Top of TASK MATERIAL

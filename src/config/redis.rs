use serde::{Deserialize, Serialize};

#[derive(Debug, Clone, Deserialize, Serialize)]
pub struct RedisConfig {
    /// Redis URL
    pub url: String,

    /// Password for authentication
    #[serde(skip_serializing_if = "Option::is_none")]
    pub password: Option<String>,

    /// Database number
    #[serde(default)]
    pub database: u8,

    /// Connection timeout in seconds
    #[serde(default = "default_redis_timeout")]
    pub connection_timeout: u64,

    /// COUNT hint used when scanning key patterns
    #[serde(default = "default_scan_count")]
    pub scan_count: usize,
}

impl RedisConfig {
    /// Build the effective connection URL, folding in password and database.
    pub fn connection_url(&self) -> String {
        let mut url = self.url.trim_end_matches('/').to_string();
        if let Some(password) = &self.password {
            if let Some(rest) = url.strip_prefix("redis://") {
                if !rest.contains('@') {
                    url = format!("redis://:{}@{}", password, rest);
                }
            }
        }
        if self.database != 0 {
            url = format!("{}/{}", url, self.database);
        }
        url
    }
}

fn default_redis_timeout() -> u64 {
    5
}

fn default_scan_count() -> usize {
    1000
}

Bottom of TASK MATERIAL

### WHAT YOU SHOULD DO:
Every entry must be printed again, exactly as it reads.

### REPLY:
filename src/config/redis.rs
use serde::{Deserialize, Serialize};

#[derive(Debug, Clone, Deserialize, Serialize)]
pub struct RedisConfig {
    /// Redis URL
    pub url: String,

    /// Password for authentication
    #[serde(skip_serializing_if = "Option::is_none")]
    pub password: Option<String>,

    /// Database number
    #[serde(default)]
    pub database: u8,

    /// Connection timeout in seconds
    #[serde(default = "default_redis_timeout")]
    pub connection_timeout: u64,

    /// COUNT hint used when scanning key patterns
    #[serde(default = "default_scan_count")]
    pub scan_count: usize,
}

impl RedisConfig {
    /// Build the effective connection URL, folding in password and database.
    pub fn connection_url(&self) -> String {
        let mut url = self.url.trim_end_matches('/').to_string();
        if let Some(password) = &self.password {
            if let Some(rest) = url.strip_prefix("redis://") {
                if !rest.contains('@') {
                    url = format!("redis://:{}@{}", password, rest);
                }
            }
        }
        if self.database != 0 {
            url = format!("{}/{}", url, self.database);
        }
        url
    }
}

fn default_redis_timeout() -> u64 {
    5
}

fn default_scan_count() -> usize {
    1000
}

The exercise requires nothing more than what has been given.